Another arena of productive difference arises through the dynamic interaction between formal authority and local forms of political organizing. Here, one observes, on the one hand, Hazara protesters using their collective presence outside Hazara-cities as a pressure tactic on the state, and on the other, powerful institutions like the military taking advantage of Hazara protests to pressurize civilian political and bureaucratic leaders. This generates another kind of juxtaposition—that of the co-presence of invented and invited spaces (Miraftab and Wills 2005)—as protesters use the walls to invent spaces of political protest beyond them.

How these invited and invented spaces have interacted, however, merits more study. It is apparent, and accepted by both Hazara and military respondents, that the military supported the Hazara protest of 2013 and used it to pressurize the political and bureaucratic executives. That protest led to the dismissal of the political government in the province—and resulted in the paramilitary and military institutions assuming even greater powers to secure Hazara lives and make the city safer. As such, a local act of insurgent citizenship led to strengthening of the status quo, taking authority away from political institutions and delivering them to unelected ones. Existing theorization of walled compounds by Caldeira (2000) applies in some ways to Quetta’s Hazara settlements, and the violence they face is surely “spectacular” (Davis 2006). Similarly, the political struggle for a dominant Hazara identity, and the surrounding networks of solidarities and resistance, resemble Bayat’s theorization of everyday resistance (2012). However, while these outcomes are prima facie similar to those described above, the contexts are structurally very different from Quetta. Walled Hazara-cities in Quetta are not elitist projects aimed at creating sanitized spaces for a particular economic class, but state-led exercises in target-hardening that include people of all economic backgrounds. State-sanctioned security measures, including the spectacle of buying vegetables, are detested by the very shoppers they protect, who described them as inconvenient, and by many Hazara leaders who criticize them for “normalizing Quetta’s militarized environment”. Perhaps most critically, local Hazara activists of both ethnic and religious dispositions reminisce longingly about better days when anybody could walk anywhere and with anyone in the city, with no ethnicized risks of violence.

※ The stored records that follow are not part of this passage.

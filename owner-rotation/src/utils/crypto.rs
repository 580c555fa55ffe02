//! Hashing and key helpers.

use alloy_primitives::{Address, FixedBytes};
use k256::ecdsa::VerifyingKey;
use sha3::{Digest, Keccak256};

pub fn keccak256_bytes(bytes: &[u8]) -> FixedBytes<32> {
    let mut h = Keccak256::new();
    h.update(bytes);
    let out = h.finalize();
    let mut b = [0u8; 32];
    b.copy_from_slice(out.as_slice());
    FixedBytes(b)
}

/// 4-byte function selector for a canonical Solidity signature.
pub fn selector(sig: &str) -> [u8; 4] {
    let h = keccak256_bytes(sig.as_bytes());
    [h[0], h[1], h[2], h[3]]
}

/// Account address for a secp256k1 public key: low 20 bytes of keccak256(x || y).
pub fn address_of(key: &VerifyingKey) -> Address {
    let point = key.to_encoded_point(false);
    let hash = keccak256_bytes(&point.as_bytes()[1..]);
    Address::from_slice(&hash[12..32])
}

Amidst the continuous evolution of violent conflict and displacement in many parts of the world—be this produced through religious or ideologically driven conflict, or the violence of capital in crisis—various juxtapositions of difference will continue to create new and even more complex urbanities that current theoretical models may fail to capture. As these interactions and contradictions create more juxtacities, it is imperative that they be studied in their own specificities, and from many perspectives, including the unique geographical, historical, social, political, and economic context of each.